Input data:

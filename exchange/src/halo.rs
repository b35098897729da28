//! Four-phase halo exchange
//!
//! Per call: (1) post receives for every dirty variable, unless the
//! neighbour is a shared-memory peer; (2) pack and send, or write-release
//! the peer-visible window; (3) wait and unpack; (4) drain sends, then
//! clear the dirty bits of the swapped step window.
//!
//! Under comm/compute overlap the exterior passes run phases 1-2 and the
//! interior pass runs phases 3-4, selected through [`HaloFlags`].

use crate::buffer::{
    attach_shm_window, make_neighbor_bufs, plan_shm_window, HaloBuffer, NeighborBufs, ShmRegion,
};
use comm::{CommError, Communicator, Request};
use data::pool::PoolPlanner;
use data::var::{VarId, VarStore};
use data::{Idx, Precision};
use log::{debug, trace};
use topology::Neighborhood;

/// Which sections of the rank were just computed
#[derive(Copy, Clone, Debug, PartialEq, Eq)]
pub struct HaloFlags {
    pub do_left: bool,
    pub do_right: bool,
    pub do_interior: bool,
}

impl HaloFlags {
    /// Everything at once: the non-overlapped exchange
    pub const ALL: HaloFlags = HaloFlags {
        do_left: true,
        do_right: true,
        do_interior: true,
    };
}

impl Default for HaloFlags {
    fn default() -> Self {
        Self::ALL
    }
}

/// Exchange state for one variable
#[derive(Debug)]
struct VarHalo {
    id: VarId,
    /// Stable alphabetical ordinal, used as the message tag
    ord: usize,
    /// Buffer pairs indexed by neighbourhood slot
    bufs: Vec<Option<NeighborBufs>>,
    recv_reqs: Vec<Request>,
    send_reqs: Vec<Request>,
}

/// Counters accumulated across calls
#[derive(Copy, Clone, Debug, Default, PartialEq, Eq)]
pub struct ExchangeStats {
    /// Completed exchange rounds (phase 4 finishes)
    pub num_exchanges: usize,
    /// Variables swapped, summed over rounds
    pub num_var_swaps: usize,
    /// Elements sent through the transport or a shared window
    pub elems_sent: usize,
}

/// The per-solution halo-exchange engine
#[derive(Debug, Default)]
pub struct HaloEngine {
    per_var: Vec<VarHalo>,
    planner: Option<PoolPlanner>,
    stats: ExchangeStats,
    /// Swap window per engine var: set in phases 1-2, consumed in 3-4
    /// when the overlap split runs them in separate calls
    swap_steps: Vec<Option<(Idx, Idx)>>,
}

impl HaloEngine {
    /// Build buffers for every non-scratch variable against `nbhood`
    ///
    /// Collective: allocates shared windows and barriers so peers can
    /// resolve each other's windows.
    pub fn new(
        store: &VarStore,
        nbhood: &Neighborhood,
        comm: &dyn Communicator,
        use_shm: bool,
        allow_vec: bool,
    ) -> Self {
        let mut per_var = Vec::new();
        let mut planner = PoolPlanner::new();

        for (ord, id, var) in store.ordered() {
            if var.is_scratch() || var.dims().is_empty() {
                continue;
            }
            let mut bufs: Vec<Option<NeighborBufs>> = (0..nbhood.len()).map(|_| None).collect();
            let mut any = false;
            nbhood.visit(|slot, info| {
                if let Some(mut nb) = make_neighbor_bufs(var, info, allow_vec) {
                    if use_shm && nb.shm_rank.is_some() && nb.send.size() > 0 {
                        plan_shm_window(&mut nb.send, &mut planner);
                    }
                    bufs[slot] = Some(nb);
                    any = true;
                }
            });
            if !any {
                continue;
            }
            debug!("var '{}' (tag {ord}) exchanges halos", var.name());
            let n = nbhood.len();
            per_var.push(VarHalo {
                id,
                ord,
                bufs,
                recv_reqs: (0..n).map(|_| Request::Null).collect(),
                send_reqs: (0..n).map(|_| Request::Null).collect(),
            });
        }

        // Allocate and publish shared windows, then resolve the peers'.
        planner.allocate();
        for vh in &mut per_var {
            for (slot, nb) in vh.bufs.iter_mut().enumerate() {
                let Some(nb) = nb else { continue };
                attach_shm_window(&mut nb.send, &planner);
                if let Some(region) = &nb.send.shm {
                    comm.register_shared_window(
                        shm_key(vh.ord, slot),
                        region.padded().clone(),
                    );
                }
            }
        }
        comm.barrier();
        for vh in &mut per_var {
            for (slot, nb) in vh.bufs.iter_mut().enumerate() {
                let Some(nb) = nb else { continue };
                if nb.shm_rank.is_none() || nb.recv.size() == 0 {
                    continue;
                }
                // The peer's send window toward us is registered under the
                // mirrored slot index on the peer's side.
                let mirror = mirror_slot(nbhood, slot);
                nb.peer_shm = comm
                    .peer_shared_window(nb.rank, shm_key(vh.ord, mirror))
                    .map(ShmRegion::new);
            }
        }

        let nvars = per_var.len();
        Self {
            per_var,
            planner: Some(planner),
            stats: ExchangeStats::default(),
            swap_steps: vec![None; nvars],
        }
    }

    pub fn stats(&self) -> ExchangeStats {
        self.stats
    }

    /// Bytes planned for shared windows (observability)
    pub fn planner(&self) -> Option<&PoolPlanner> {
        self.planner.as_ref()
    }

    /// Nudge transport progress on all outstanding requests
    pub fn poke(&self, comm: &dyn Communicator) {
        for vh in &self.per_var {
            for r in vh.recv_reqs.iter().chain(&vh.send_reqs) {
                if !r.is_null() {
                    let _ = comm.test(r);
                }
            }
        }
    }

    /// Exchange dirty halos for all variables and steps
    pub fn exchange(
        &mut self,
        store: &VarStore,
        comm: &dyn Communicator,
        flags: HaloFlags,
    ) -> Result<(), CommError> {
        if comm.num_ranks() < 2 || self.per_var.is_empty() {
            return Ok(());
        }
        trace!(
            "exchange_halos: left={} right={} interior={}",
            flags.do_left,
            flags.do_right,
            flags.do_interior
        );

        // Gather the vars whose halos are stale and their step windows.
        // The posting phases compute the window; the completion phases
        // reuse what the posting phases saw, so a split exchange stays
        // consistent even though dirty bits were re-marked in between.
        if flags.do_left || flags.do_right {
            for (vi, vh) in self.per_var.iter().enumerate() {
                let var = store.get(vh.id);
                let mut window = None;
                if var.step_posn().is_some() {
                    for t in var.first_valid_step()..=var.last_valid_step() {
                        if var.is_dirty(t) {
                            let (first, last) = window.get_or_insert((t, t));
                            *first = (*first).min(t);
                            *last = (*last).max(t);
                        }
                    }
                } else if var.is_dirty(0) {
                    window = Some((0, 0));
                }
                self.swap_steps[vi] = window;
            }
        }

        let nvars_swapped = self.swap_steps.iter().filter(|s| s.is_some()).count();
        trace!("exchange_halos: {nvars_swapped} var(s) to swap");

        // Phase 1: post receives.
        if flags.do_left || flags.do_right {
            for (vi, vh) in self.per_var.iter_mut().enumerate() {
                let Some((first_t, last_t)) = self.swap_steps[vi] else {
                    continue;
                };
                let var = store.get(vh.id);
                let nsteps = last_t - first_t + 1;
                for (slot, nb) in vh.bufs.iter().enumerate() {
                    let Some(nb) = nb else { continue };
                    if nb.peer_shm.is_some() {
                        continue; // read the peer's window directly
                    }
                    let nelems = nb.recv.size_for_steps(nsteps, var.step_posn()) as usize;
                    if nelems > 0 {
                        vh.recv_reqs[slot] = comm.irecv(nb.rank, vh.ord as u64, nelems)?;
                    }
                }
            }
        }

        // Phase 2: pack and send (or write-release the shared window).
        if flags.do_left || flags.do_right {
            for (vi, vh) in self.per_var.iter_mut().enumerate() {
                let Some((first_t, last_t)) = self.swap_steps[vi] else {
                    continue;
                };
                let var = store.get(vh.id);
                for (slot, nb) in vh.bufs.iter_mut().enumerate() {
                    let Some(nb) = nb else { continue };
                    if nb.send.size() == 0 {
                        continue;
                    }
                    let (first, last) =
                        step_bounds(&nb.send, var.step_posn(), first_t, last_t);
                    let mut payload =
                        vec![0.0 as Precision; range_len(&first, &last)];
                    let packed = if nb.send.vec_copy_ok {
                        var.get_vecs_in_slice(&mut payload, &first, &last)
                    } else {
                        var.get_elements_in_slice(&mut payload, &first, &last)
                    }
                    .map_err(|e| CommError::PointToPoint(format!("pack failed: {e}")))?;
                    trace!(
                        "exchange_halos: packed {packed} elems of '{}' for rank {}",
                        var.name(),
                        nb.rank
                    );
                    self.stats.elems_sent += packed;
                    if let Some(region) = &nb.send.shm {
                        let lock = region.lock();
                        lock.wait_for_ok_to_write(|| {});
                        let window = region.payload();
                        for (i, &v) in payload.iter().enumerate() {
                            window.set(i, v);
                        }
                        lock.mark_write_done();
                    } else {
                        vh.send_reqs[slot] = comm.isend(nb.rank, vh.ord as u64, payload)?;
                    }
                }
            }
        }

        // Phase 3: wait for and unpack receives.
        if flags.do_interior {
            for (vi, vh) in self.per_var.iter_mut().enumerate() {
                let Some((first_t, last_t)) = self.swap_steps[vi] else {
                    continue;
                };
                let var = store.get(vh.id);
                for (slot, nb) in vh.bufs.iter_mut().enumerate() {
                    let Some(nb) = nb else { continue };
                    if nb.recv.size() == 0 {
                        continue;
                    }
                    let (first, last) =
                        step_bounds(&nb.recv, var.step_posn(), first_t, last_t);
                    let payload = if let Some(peer) = &nb.peer_shm {
                        let lock = peer.lock();
                        lock.wait_for_ok_to_read(|| self_poke(comm, &vh.recv_reqs));
                        let window = peer.payload();
                        let n = range_len(&first, &last);
                        let mut data = vec![0.0 as Precision; n];
                        for (i, v) in data.iter_mut().enumerate() {
                            *v = window.get(i);
                        }
                        lock.mark_read_done();
                        data
                    } else {
                        if vh.recv_reqs[slot].is_null() {
                            continue;
                        }
                        comm.wait_recv(&mut vh.recv_reqs[slot])?
                    };
                    let unpacked = if nb.recv.vec_copy_ok {
                        var.set_vecs_in_slice(&payload, &first, &last)
                    } else {
                        var.set_elements_in_slice(&payload, &first, &last)
                    }
                    .map_err(|e| CommError::PointToPoint(format!("unpack failed: {e}")))?;
                    trace!(
                        "exchange_halos: unpacked {unpacked} elems of '{}' from rank {}",
                        var.name(),
                        nb.rank
                    );
                }
            }
        }

        // Phase 4: drain sends, then mark the swapped windows clean.
        if flags.do_interior {
            let mut any_swapped = false;
            for (vi, vh) in self.per_var.iter_mut().enumerate() {
                let Some((first_t, last_t)) = self.swap_steps[vi].take() else {
                    continue;
                };
                for req in &mut vh.send_reqs {
                    if !req.is_null() {
                        comm.wait_send(req)?;
                    }
                }
                let var = store.get(vh.id);
                for t in first_t..=last_t {
                    if var.is_dirty(t) {
                        var.set_dirty(false, t);
                        trace!(
                            "exchange_halos: var '{}' clean at step {t}",
                            var.name()
                        );
                    }
                }
                self.stats.num_var_swaps += 1;
                any_swapped = true;
            }
            if any_swapped {
                self.stats.num_exchanges += 1;
            }
        }

        Ok(())
    }
}

/// Poke outstanding receive requests while spinning on a lock
fn self_poke(comm: &dyn Communicator, reqs: &[Request]) {
    for r in reqs {
        if !r.is_null() {
            let _ = comm.test(r);
        }
    }
}

/// Replace the placeholder step range of a buffer with the actual window
fn step_bounds(
    buf: &HaloBuffer,
    step_posn: Option<usize>,
    first_t: Idx,
    last_t: Idx,
) -> (Vec<Idx>, Vec<Idx>) {
    let mut first = buf.begin_pt.clone();
    let mut last = buf.last_pt.clone();
    if let Some(sp) = step_posn {
        first[sp] = first_t;
        last[sp] = last_t;
    }
    (first, last)
}

fn range_len(first: &[Idx], last: &[Idx]) -> usize {
    first
        .iter()
        .zip(last)
        .map(|(&f, &l)| (l - f + 1).max(0) as usize)
        .product()
}

/// Key under which a rank registers the shared window of (var, slot)
fn shm_key(ord: usize, slot: usize) -> u64 {
    ((ord as u64) << 16) | slot as u64
}

/// Slot index of me in the peer's neighbourhood: offsets are mirrored
fn mirror_slot(nbhood: &Neighborhood, slot: usize) -> usize {
    let Some(info) = nbhood.get(slot) else {
        return slot;
    };
    let mirrored = data::idx::Indices(info.offsets.0.iter().map(|&o| 2 - o).collect());
    nbhood.index_of(&mirrored)
}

Exercise directions:
Once you reach the line with "let mut data" in the data above, copy it and every line after it exactly, up to and including the line with "clean at step".

Result of this task:
                        let mut data = vec![0.0 as Precision; n];
                        for (i, v) in data.iter_mut().enumerate() {
                            *v = window.get(i);
                        }
                        lock.mark_read_done();
                        data
                    } else {
                        if vh.recv_reqs[slot].is_null() {
                            continue;
                        }
                        comm.wait_recv(&mut vh.recv_reqs[slot])?
                    };
                    let unpacked = if nb.recv.vec_copy_ok {
                        var.set_vecs_in_slice(&payload, &first, &last)
                    } else {
                        var.set_elements_in_slice(&payload, &first, &last)
                    }
                    .map_err(|e| CommError::PointToPoint(format!("unpack failed: {e}")))?;
                    trace!(
                        "exchange_halos: unpacked {unpacked} elems of '{}' from rank {}",
                        var.name(),
                        nb.rank
                    );
                }
            }
        }

        // Phase 4: drain sends, then mark the swapped windows clean.
        if flags.do_interior {
            let mut any_swapped = false;
            for (vi, vh) in self.per_var.iter_mut().enumerate() {
                let Some((first_t, last_t)) = self.swap_steps[vi].take() else {
                    continue;
                };
                for req in &mut vh.send_reqs {
                    if !req.is_null() {
                        comm.wait_send(req)?;
                    }
                }
                let var = store.get(vh.id);
                for t in first_t..=last_t {
                    if var.is_dirty(t) {
                        var.set_dirty(false, t);
                        trace!(
                            "exchange_halos: var '{}' clean at step {t}",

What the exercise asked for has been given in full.